Section 5.2 Quantum Theory
21. Bohr Model. Bohr postulated that to get spectral lines, the energy of the electron
must be quantized (measured). Using Rutherford’s model, he labeled each energy
level with a quantum number called “n.” The lowest energy level known as the
ground state had a quantum number of one, meaning n= 1. This is the energy level
closest to the nucleus. When an electron absorbs energy it is said to be in an
excited state and moves to a higher-energy levels called n=2, 3, 4-7 etc.
22. Louis de Broglie analyzed Bohr’s ideas and suggested that electrons had wavelike
motion and that electrons move in certain wavelengths frequencies and energies.
He created a formula that calculates the probability of finding the electron ( λ=
h/mv) Page 150.
23. After analyzing Broglies and Bohr’s ideas, Werner Heisenberg stated that it is
impossible to know precisely the velocity and position of a particle at the same
time, therefore difficult to know the exact position of the electron.
24. The Heisenberg uncertainty principle states that it is fundamentally impossible to
know precisely both the velocity and position of a particle at the same time.
25. Schodinger, an Australian physicist created a model where electrons are treated as
waves called the wave mechanical model of the atom or the quantum mechanical
model of the atom. As a result instead of the circular orbits a 3-D region around
the cloud was called the atomic orbital. An atomic orbital is the region around the
nucleus of an atom where an electron is likely to be found
26. The cloud is most dense where the probability of finding the electron is higher
and that is called the electron density
27. The principal quantum number “n” indicates the relative size and energy of
atomic orbitals. As n increases the orbital becomes larger. According to Bohr
there 7 energy levels (shells).
28. Principal energy levels contain energy sublevels named s, p, d, f; each sublevel
have different shapes. S orbitals have a spherical shape, p orbitals have a
dumbbell shape and d, or f orbitals have different shapes and orientations.
Section 5.3 Electron Configuration
29. Electron spin: electrons have particular energies and they spin on their own axis.
The spin can be clockwise or counter clock wise. The spin of the electron creates
a magnetic field.
30. In 1925 Wolfgang Pauli stated the importance of the electron spin in determining
how electrons are arranged. Pauli Exclusion Principle stated that a maximum of
two electrons may occupy a single atomic orbital.
31. Hund’s rule states that negatively charged electrons repel each other, so electrons
with the same spin must occupy each equal-energy orbital before electrons with
opposite spin occupy the same orbital (page 157)
Example: 1s1
2s2
32. Orbital diagrams
Orbitals can be represented by boxes, each box is labeled with the principal
quantum number n= 1, 2, etc.

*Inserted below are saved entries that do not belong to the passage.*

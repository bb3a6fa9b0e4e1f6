//! Public transport route validator for OpenStreetMap.
//!
//! Checks bus route relations (and the route masters that group them)
//! against the PTv2 tagging scheme: relation tags, member order, stop and
//! platform nodes, way continuity, one-way restrictions and stop order.

pub mod notify;
pub mod osm;
pub mod routes;
pub mod validation;
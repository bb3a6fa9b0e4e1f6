//! The seam between the validators and wherever elements come from.

use std::future::Future;

use super::error::OsmError;
use super::types::{Node, Relation, Way};

/// Fetches single elements by ID.
///
/// Implemented by [`OsmClient`](super::OsmClient) for live data and by
/// [`MockOsmClient`](super::MockOsmClient) for tests. Implementations do not
/// cache; per-run caching is layered on top by
/// [`CachedSource`](super::CachedSource).
pub trait ElementSource {
    /// Fetch a relation. Returns [`OsmError::Gone`] if it has been deleted.
    fn get_relation(&self, id: i64) -> impl Future<Output = Result<Relation, OsmError>> + Send;

    fn get_way(&self, id: i64) -> impl Future<Output = Result<Way, OsmError>> + Send;

    fn get_node(&self, id: i64) -> impl Future<Output = Result<Node, OsmError>> + Send;

    /// Relations that have the given relation as a member.
    fn get_parent_relations(
        &self,
        id: i64,
    ) -> impl Future<Output = Result<Vec<Relation>, OsmError>> + Send;
}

Each box should have the sublevels particular to each
energy level s, p, d, f, these boxes are to be filled with arrows up an down
representing the electrons found in each level (p. 158).
33. Electron configuration notation is a shorthand method for describing electron
arrangement using the Aufbau principle. The Aufbau principle states that each
electron occupies the lowest energy orbital available
34. Noble-gas notation is a form of representing electron configurations of noble
gases using bracketed symbols (p. 159).